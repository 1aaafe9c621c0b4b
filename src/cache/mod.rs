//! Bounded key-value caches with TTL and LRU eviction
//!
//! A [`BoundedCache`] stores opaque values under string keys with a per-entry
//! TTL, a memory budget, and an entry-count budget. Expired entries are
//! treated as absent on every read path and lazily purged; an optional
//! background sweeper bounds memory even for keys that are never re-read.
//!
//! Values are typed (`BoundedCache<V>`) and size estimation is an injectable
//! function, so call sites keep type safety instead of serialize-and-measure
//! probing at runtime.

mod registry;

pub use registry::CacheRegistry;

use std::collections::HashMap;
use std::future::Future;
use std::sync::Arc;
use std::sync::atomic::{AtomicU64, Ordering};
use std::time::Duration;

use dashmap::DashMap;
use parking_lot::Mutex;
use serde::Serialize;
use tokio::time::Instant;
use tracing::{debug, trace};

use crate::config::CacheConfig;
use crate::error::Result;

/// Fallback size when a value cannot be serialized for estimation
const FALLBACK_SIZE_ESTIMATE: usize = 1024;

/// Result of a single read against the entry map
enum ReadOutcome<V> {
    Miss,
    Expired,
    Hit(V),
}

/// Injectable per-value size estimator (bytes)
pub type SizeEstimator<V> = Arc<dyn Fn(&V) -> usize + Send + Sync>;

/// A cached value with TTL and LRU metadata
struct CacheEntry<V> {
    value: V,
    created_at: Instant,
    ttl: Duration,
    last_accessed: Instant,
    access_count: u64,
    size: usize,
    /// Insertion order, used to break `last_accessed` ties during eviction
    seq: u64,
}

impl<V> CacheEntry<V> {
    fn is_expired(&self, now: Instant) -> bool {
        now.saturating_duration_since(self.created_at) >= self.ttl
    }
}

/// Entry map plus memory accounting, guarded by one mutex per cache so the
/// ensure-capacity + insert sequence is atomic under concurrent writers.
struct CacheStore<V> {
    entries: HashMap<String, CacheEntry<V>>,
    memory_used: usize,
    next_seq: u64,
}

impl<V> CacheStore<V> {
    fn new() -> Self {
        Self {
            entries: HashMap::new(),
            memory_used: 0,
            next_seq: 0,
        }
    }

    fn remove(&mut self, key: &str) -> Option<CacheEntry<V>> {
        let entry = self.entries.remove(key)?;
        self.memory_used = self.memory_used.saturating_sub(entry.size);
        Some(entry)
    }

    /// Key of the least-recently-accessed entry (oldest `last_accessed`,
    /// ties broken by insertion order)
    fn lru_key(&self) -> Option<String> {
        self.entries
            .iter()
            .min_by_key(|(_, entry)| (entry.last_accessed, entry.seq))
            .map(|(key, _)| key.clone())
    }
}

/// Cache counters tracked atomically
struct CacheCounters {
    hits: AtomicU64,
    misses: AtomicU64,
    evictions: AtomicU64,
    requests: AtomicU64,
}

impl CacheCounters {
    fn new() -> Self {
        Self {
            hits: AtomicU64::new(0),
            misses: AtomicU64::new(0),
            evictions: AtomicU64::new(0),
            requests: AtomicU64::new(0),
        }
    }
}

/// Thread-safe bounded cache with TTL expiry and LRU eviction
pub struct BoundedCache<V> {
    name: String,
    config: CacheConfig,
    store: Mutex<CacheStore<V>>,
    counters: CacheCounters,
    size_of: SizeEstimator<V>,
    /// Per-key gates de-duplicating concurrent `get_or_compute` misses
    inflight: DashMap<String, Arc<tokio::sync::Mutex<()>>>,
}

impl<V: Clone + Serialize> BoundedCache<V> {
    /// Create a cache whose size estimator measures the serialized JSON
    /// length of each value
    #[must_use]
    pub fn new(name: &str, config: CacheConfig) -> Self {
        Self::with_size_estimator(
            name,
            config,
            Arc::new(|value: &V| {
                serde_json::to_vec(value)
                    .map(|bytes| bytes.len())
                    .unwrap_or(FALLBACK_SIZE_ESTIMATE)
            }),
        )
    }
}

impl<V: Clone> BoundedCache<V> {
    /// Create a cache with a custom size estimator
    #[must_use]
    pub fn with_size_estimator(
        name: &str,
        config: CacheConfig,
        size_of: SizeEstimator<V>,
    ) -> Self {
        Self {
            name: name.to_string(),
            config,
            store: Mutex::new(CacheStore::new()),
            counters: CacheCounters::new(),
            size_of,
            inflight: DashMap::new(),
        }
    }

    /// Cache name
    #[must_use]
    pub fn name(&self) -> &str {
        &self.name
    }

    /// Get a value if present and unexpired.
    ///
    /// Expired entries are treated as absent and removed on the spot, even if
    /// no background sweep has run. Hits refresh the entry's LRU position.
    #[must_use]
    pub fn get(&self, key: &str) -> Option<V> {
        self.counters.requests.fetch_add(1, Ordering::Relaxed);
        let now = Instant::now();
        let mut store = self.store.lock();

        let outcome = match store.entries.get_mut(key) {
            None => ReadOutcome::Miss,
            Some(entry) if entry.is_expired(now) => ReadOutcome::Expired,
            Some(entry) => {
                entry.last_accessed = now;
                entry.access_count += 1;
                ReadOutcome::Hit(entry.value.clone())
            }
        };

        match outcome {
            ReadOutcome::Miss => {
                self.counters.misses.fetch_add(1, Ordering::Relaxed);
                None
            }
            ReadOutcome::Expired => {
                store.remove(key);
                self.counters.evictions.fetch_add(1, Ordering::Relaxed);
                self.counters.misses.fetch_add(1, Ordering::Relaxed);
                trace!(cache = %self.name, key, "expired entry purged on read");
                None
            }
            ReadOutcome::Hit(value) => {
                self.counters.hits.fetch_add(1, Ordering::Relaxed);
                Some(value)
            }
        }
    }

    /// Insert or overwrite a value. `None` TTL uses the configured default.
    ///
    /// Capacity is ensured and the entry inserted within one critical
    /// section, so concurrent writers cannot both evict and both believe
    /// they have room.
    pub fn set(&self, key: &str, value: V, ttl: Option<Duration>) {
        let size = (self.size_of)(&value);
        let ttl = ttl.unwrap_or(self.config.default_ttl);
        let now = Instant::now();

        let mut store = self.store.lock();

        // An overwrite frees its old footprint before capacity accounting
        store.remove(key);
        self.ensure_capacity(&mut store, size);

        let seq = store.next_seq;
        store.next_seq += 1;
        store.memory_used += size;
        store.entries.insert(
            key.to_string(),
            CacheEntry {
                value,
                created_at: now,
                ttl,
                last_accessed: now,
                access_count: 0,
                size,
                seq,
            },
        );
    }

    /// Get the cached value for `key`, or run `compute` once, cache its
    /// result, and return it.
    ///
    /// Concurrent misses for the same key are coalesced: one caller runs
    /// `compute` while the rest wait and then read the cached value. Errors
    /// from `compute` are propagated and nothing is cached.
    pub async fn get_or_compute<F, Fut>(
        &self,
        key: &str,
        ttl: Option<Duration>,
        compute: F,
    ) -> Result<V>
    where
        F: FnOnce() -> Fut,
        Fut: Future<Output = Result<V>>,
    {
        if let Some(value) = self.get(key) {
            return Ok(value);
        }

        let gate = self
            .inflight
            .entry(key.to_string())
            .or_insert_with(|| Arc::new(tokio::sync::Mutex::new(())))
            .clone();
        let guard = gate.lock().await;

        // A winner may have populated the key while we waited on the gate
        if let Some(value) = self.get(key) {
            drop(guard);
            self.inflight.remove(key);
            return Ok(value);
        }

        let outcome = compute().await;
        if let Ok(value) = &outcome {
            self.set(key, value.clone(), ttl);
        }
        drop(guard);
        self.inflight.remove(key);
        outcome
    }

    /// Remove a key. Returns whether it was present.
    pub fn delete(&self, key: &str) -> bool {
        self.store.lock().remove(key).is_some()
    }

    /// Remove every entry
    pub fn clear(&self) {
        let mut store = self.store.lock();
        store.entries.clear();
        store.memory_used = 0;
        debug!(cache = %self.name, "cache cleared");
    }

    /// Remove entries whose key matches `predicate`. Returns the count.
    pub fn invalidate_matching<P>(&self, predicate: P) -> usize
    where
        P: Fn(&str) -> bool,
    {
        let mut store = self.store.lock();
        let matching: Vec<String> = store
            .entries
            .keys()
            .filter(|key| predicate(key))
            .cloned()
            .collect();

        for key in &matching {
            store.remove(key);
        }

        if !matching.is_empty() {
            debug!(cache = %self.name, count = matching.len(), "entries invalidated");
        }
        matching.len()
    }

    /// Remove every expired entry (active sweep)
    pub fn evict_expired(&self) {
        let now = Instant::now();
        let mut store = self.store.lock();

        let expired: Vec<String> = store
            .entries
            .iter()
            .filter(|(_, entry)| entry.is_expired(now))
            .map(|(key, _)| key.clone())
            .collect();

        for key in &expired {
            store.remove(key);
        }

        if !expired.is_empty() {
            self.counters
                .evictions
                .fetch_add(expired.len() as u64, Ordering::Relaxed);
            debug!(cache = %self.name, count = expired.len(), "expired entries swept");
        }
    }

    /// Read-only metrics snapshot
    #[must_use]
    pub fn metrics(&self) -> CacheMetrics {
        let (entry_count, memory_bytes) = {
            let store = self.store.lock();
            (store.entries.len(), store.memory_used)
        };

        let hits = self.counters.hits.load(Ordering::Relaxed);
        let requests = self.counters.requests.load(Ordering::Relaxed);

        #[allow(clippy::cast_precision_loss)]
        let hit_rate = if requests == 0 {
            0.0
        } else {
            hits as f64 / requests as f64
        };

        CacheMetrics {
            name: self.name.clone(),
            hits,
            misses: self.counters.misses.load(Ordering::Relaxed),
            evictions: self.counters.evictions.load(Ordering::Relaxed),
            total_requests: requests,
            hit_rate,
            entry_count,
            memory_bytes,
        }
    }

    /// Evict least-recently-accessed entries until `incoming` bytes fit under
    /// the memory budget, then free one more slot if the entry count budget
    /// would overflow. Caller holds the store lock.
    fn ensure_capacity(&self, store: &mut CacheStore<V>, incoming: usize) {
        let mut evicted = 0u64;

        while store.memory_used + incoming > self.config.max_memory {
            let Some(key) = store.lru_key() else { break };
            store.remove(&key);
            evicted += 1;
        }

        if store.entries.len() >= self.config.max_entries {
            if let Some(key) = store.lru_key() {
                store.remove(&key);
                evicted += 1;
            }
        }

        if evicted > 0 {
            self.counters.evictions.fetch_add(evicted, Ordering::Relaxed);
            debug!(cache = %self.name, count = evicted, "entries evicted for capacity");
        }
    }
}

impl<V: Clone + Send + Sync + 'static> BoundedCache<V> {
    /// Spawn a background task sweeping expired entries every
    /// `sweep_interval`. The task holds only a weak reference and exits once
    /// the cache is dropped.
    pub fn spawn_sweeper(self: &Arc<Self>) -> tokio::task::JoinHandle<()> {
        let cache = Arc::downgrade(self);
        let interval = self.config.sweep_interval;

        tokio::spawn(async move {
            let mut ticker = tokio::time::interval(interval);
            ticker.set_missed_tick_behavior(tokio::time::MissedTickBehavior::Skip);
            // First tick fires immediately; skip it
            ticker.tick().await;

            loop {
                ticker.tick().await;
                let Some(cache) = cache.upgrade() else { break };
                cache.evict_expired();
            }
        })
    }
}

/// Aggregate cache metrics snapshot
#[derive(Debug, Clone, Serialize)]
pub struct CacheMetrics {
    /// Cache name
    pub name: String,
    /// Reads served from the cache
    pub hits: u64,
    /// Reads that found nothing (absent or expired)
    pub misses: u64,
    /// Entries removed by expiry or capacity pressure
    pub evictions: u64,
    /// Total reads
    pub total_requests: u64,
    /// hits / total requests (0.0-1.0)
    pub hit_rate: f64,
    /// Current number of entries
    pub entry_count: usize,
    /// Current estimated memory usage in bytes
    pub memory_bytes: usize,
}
● ● ● ● ● ● ●
## Description of the task
Show every line from the entries that includes the word "ReadOutcome".

## Written answer
enum ReadOutcome<V> {
            None => ReadOutcome::Miss,
            Some(entry) if entry.is_expired(now) => ReadOutcome::Expired,
                ReadOutcome::Hit(entry.value.clone())
            ReadOutcome::Miss => {
            ReadOutcome::Expired => {
            ReadOutcome::Hit(value) => {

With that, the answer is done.